§ Problem details
For the records that follow, return only the count of lines containing the string "LangChain".

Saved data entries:
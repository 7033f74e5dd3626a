//! Application configuration

pub mod client;

use std::env;
use std::path::PathBuf;

pub use client::{ApiConfig, ClientConfig, ConfigError, SessionConfig, UiConfig};

#[derive(Debug, Clone)]
pub struct Config {
    pub client: ClientConfig,
    pub log_file: PathBuf,
}

impl Config {
    /// Build the configuration from an optional `CHAT_CONFIG` TOML file,
    /// then apply environment overrides on top.
    pub fn from_env() -> Result<Self, ConfigError> {
        Self::from_lookup(|key| env::var(key).ok())
    }

    fn from_lookup(lookup: impl Fn(&str) -> Option<String>) -> Result<Self, ConfigError> {
        let mut client = match lookup("CHAT_CONFIG") {
            Some(path) => ClientConfig::from_file(&PathBuf::from(path))?,
            None => ClientConfig::default(),
        };

        if let Some(url) = lookup("CHAT_API_URL") {
            client.api.base_url = url;
        }
        if let Some(path) = lookup("CHAT_API_PATH") {
            client.api.chat_path = path;
        }
        if let Some(path) = lookup("CHAT_HEALTH_PATH") {
            client.api.health_path = path;
        }
        if let Some(secs) = lookup("CHAT_TIMEOUT_SECS") {
            client.api.timeout_secs = secs.parse().map_err(|_| {
                ConfigError::Validation(format!("CHAT_TIMEOUT_SECS is not a number: {}", secs))
            })?;
        }
        if let Some(greeting) = lookup("CHAT_GREETING") {
            // An empty greeting turns the seeded message off
            client.session.show_greeting = !greeting.is_empty();
            if !greeting.is_empty() {
                client.session.greeting = greeting;
            }
        }

        client.validate()?;

        Ok(Self {
            client,
            log_file: lookup("CHAT_LOG_FILE")
                .map(PathBuf::from)
                .unwrap_or_else(|| PathBuf::from("codebase-chat.log")),
        })
    }
}

#[cfg(test)]
mod tests {
    use super::*;
    use std::collections::HashMap;

    fn lookup(vars: &[(&str, &str)]) -> impl Fn(&str) -> Option<String> {
        let vars: HashMap<String, String> = vars
            .iter()
            .map(|(k, v)| (k.to_string(), v.to_string()))
            .collect();
        move |key| vars.get(key).cloned()
    }

    #[test]
    fn test_defaults_without_env() {
        let config = Config::from_lookup(lookup(&[])).unwrap();
        assert_eq!(config.client, ClientConfig::default());
        assert_eq!(config.log_file, PathBuf::from("codebase-chat.log"));
    }

    #[test]
    fn test_env_overrides() {
        let config = Config::from_lookup(lookup(&[
            ("CHAT_API_URL", "http://10.0.0.2:5001"),
            ("CHAT_TIMEOUT_SECS", "5"),
            ("CHAT_GREETING", "Ask me about LangChain."),
            ("CHAT_LOG_FILE", "/tmp/chat.log"),
        ]))
        .unwrap();

        assert_eq!(config.client.api.base_url, "http://10.0.0.2:5001");
        assert_eq!(config.client.api.timeout_secs, 5);
        assert_eq!(
            config.client.session.greeting().as_deref(),
            Some("Ask me about LangChain.")
        );
        assert_eq!(config.log_file, PathBuf::from("/tmp/chat.log"));
    }

    #[test]
    fn test_empty_greeting_disables_seed() {
        let config = Config::from_lookup(lookup(&[("CHAT_GREETING", "")])).unwrap();
        assert_eq!(config.client.session.greeting(), None);
    }

    #[test]
    fn test_bad_timeout_is_rejected() {
        let err = Config::from_lookup(lookup(&[("CHAT_TIMEOUT_SECS", "soon")])).unwrap_err();
        assert!(matches!(err, ConfigError::Validation(_)));
    }

    #[test]
    fn test_missing_config_file() {
        let err = Config::from_lookup(lookup(&[("CHAT_CONFIG", "/nonexistent/chat.toml")]))
            .unwrap_err();
        assert!(matches!(err, ConfigError::Io(_)));
    }
}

§ Result of the task
2